YOUR TASK: One number is the whole answer: the tally of lines in the records below that contain "fixtures".

PROVIDED ENTRIES:
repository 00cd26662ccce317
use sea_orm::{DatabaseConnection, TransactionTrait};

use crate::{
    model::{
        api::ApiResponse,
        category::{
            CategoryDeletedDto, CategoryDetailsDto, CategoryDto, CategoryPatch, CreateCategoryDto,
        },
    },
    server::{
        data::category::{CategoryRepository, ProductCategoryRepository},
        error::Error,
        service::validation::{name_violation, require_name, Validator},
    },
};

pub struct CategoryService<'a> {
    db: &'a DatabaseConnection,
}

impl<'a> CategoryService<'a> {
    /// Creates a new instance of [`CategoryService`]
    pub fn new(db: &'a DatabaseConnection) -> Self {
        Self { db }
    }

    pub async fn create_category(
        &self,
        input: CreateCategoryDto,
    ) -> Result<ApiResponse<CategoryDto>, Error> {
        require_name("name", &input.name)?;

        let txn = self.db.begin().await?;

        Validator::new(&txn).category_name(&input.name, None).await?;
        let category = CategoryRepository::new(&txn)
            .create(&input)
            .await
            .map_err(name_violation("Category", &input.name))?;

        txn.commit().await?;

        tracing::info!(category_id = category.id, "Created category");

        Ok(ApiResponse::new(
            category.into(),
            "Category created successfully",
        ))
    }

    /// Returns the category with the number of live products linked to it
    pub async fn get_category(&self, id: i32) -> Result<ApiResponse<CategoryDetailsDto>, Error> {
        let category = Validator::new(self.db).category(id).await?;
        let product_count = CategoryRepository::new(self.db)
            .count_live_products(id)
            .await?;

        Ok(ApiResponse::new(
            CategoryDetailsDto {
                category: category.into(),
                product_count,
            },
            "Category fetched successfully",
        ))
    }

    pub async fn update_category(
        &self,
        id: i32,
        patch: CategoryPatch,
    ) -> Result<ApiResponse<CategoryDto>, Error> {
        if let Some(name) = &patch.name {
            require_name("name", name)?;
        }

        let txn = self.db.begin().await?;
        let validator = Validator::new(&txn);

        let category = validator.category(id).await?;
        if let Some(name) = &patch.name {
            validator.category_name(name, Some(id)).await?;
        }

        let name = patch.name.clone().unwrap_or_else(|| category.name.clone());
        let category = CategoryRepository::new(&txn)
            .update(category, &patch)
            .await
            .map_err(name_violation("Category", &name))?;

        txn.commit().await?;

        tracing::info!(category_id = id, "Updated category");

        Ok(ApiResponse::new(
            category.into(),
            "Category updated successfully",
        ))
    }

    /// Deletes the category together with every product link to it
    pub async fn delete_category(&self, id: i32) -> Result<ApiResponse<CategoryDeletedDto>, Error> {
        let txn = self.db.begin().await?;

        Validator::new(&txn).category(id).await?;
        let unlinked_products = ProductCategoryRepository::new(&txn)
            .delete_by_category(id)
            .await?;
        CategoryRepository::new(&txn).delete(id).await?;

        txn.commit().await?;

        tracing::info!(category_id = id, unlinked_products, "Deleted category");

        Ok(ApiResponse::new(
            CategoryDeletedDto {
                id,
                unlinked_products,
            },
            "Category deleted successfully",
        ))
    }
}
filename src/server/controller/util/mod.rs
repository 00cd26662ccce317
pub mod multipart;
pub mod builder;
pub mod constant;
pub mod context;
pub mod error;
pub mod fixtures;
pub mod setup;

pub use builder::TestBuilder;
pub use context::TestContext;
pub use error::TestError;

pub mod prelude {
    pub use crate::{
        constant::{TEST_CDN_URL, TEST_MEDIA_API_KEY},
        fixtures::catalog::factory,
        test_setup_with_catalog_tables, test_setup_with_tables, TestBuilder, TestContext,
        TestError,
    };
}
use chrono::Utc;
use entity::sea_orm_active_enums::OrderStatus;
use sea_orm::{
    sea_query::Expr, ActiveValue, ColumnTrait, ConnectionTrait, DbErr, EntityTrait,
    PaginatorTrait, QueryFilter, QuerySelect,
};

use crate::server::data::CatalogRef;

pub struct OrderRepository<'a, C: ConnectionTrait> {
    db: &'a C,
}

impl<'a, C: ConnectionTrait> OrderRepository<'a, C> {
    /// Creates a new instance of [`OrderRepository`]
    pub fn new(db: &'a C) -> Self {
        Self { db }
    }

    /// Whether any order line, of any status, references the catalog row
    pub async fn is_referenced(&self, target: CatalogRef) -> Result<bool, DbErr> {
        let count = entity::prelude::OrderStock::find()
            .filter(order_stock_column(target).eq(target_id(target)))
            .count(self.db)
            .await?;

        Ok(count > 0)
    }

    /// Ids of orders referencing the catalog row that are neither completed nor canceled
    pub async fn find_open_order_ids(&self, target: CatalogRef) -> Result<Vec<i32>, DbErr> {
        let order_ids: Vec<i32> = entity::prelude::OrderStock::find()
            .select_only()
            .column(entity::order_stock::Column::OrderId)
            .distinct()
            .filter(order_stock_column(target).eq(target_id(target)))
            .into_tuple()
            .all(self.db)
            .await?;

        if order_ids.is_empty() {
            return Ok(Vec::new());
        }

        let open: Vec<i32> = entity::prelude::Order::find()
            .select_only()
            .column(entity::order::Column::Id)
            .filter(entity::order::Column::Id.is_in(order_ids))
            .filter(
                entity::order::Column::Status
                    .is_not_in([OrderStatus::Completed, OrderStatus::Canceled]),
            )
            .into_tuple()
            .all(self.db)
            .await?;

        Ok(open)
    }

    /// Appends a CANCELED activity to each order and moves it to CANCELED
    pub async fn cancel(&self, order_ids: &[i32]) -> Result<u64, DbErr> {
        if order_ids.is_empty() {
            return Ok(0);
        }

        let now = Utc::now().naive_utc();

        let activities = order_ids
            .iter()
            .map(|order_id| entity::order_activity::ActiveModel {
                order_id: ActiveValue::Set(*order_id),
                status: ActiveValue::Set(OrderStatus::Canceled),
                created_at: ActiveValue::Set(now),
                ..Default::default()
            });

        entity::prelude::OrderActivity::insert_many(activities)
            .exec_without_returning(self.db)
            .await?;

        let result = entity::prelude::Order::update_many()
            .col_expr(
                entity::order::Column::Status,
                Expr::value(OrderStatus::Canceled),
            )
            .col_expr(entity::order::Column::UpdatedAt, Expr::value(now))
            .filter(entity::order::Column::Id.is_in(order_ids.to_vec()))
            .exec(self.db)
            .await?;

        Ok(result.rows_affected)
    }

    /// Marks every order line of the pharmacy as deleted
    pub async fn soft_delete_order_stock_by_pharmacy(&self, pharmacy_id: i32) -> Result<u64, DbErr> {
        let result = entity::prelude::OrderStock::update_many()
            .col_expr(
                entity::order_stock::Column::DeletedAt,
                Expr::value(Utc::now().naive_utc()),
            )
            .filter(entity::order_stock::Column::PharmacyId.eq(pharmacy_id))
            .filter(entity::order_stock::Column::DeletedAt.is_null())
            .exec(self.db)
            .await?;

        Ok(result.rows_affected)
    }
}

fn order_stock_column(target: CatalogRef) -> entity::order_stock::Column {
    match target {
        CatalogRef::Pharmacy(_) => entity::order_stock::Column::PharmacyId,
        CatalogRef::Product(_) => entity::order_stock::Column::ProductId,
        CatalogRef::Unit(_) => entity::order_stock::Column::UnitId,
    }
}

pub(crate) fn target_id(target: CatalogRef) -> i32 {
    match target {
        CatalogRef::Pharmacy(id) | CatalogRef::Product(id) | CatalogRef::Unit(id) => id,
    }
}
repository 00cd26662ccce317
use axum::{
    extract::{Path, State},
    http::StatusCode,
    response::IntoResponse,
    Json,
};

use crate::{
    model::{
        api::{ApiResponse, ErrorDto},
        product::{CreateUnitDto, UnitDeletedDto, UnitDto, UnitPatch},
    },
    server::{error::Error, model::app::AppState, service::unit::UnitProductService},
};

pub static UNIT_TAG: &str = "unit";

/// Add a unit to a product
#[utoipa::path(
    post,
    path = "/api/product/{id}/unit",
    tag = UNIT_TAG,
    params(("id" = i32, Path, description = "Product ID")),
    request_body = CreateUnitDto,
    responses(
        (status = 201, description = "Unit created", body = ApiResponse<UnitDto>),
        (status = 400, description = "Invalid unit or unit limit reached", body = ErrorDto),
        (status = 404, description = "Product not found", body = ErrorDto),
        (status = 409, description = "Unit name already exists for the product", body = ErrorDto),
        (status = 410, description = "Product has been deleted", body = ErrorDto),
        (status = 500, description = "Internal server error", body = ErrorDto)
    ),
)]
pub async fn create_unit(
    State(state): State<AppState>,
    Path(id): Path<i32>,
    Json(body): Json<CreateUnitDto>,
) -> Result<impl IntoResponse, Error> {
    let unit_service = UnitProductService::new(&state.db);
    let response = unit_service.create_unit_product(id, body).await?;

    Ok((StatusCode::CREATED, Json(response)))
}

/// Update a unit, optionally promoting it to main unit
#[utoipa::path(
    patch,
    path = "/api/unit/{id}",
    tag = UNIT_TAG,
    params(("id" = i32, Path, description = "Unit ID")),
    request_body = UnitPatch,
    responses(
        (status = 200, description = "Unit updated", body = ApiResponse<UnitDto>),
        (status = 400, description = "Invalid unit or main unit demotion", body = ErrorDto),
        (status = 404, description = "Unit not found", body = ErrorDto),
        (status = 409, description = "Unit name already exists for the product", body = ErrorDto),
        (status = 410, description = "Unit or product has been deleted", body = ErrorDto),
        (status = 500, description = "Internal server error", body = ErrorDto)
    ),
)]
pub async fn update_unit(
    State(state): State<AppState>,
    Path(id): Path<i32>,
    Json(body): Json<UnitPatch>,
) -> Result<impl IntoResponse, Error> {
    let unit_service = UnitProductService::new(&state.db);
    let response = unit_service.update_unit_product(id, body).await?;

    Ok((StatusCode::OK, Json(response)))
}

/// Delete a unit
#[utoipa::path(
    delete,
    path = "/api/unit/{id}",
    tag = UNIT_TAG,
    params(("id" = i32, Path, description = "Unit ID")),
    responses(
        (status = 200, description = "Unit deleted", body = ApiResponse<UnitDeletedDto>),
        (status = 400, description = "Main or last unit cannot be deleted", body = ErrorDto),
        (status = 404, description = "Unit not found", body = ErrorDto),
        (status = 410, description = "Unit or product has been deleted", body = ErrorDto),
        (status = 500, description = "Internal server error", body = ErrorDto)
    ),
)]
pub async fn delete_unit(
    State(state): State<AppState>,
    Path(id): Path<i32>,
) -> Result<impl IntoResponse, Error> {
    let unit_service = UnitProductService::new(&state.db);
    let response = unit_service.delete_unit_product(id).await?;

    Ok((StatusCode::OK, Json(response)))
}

FINISHED EXERCISE: 2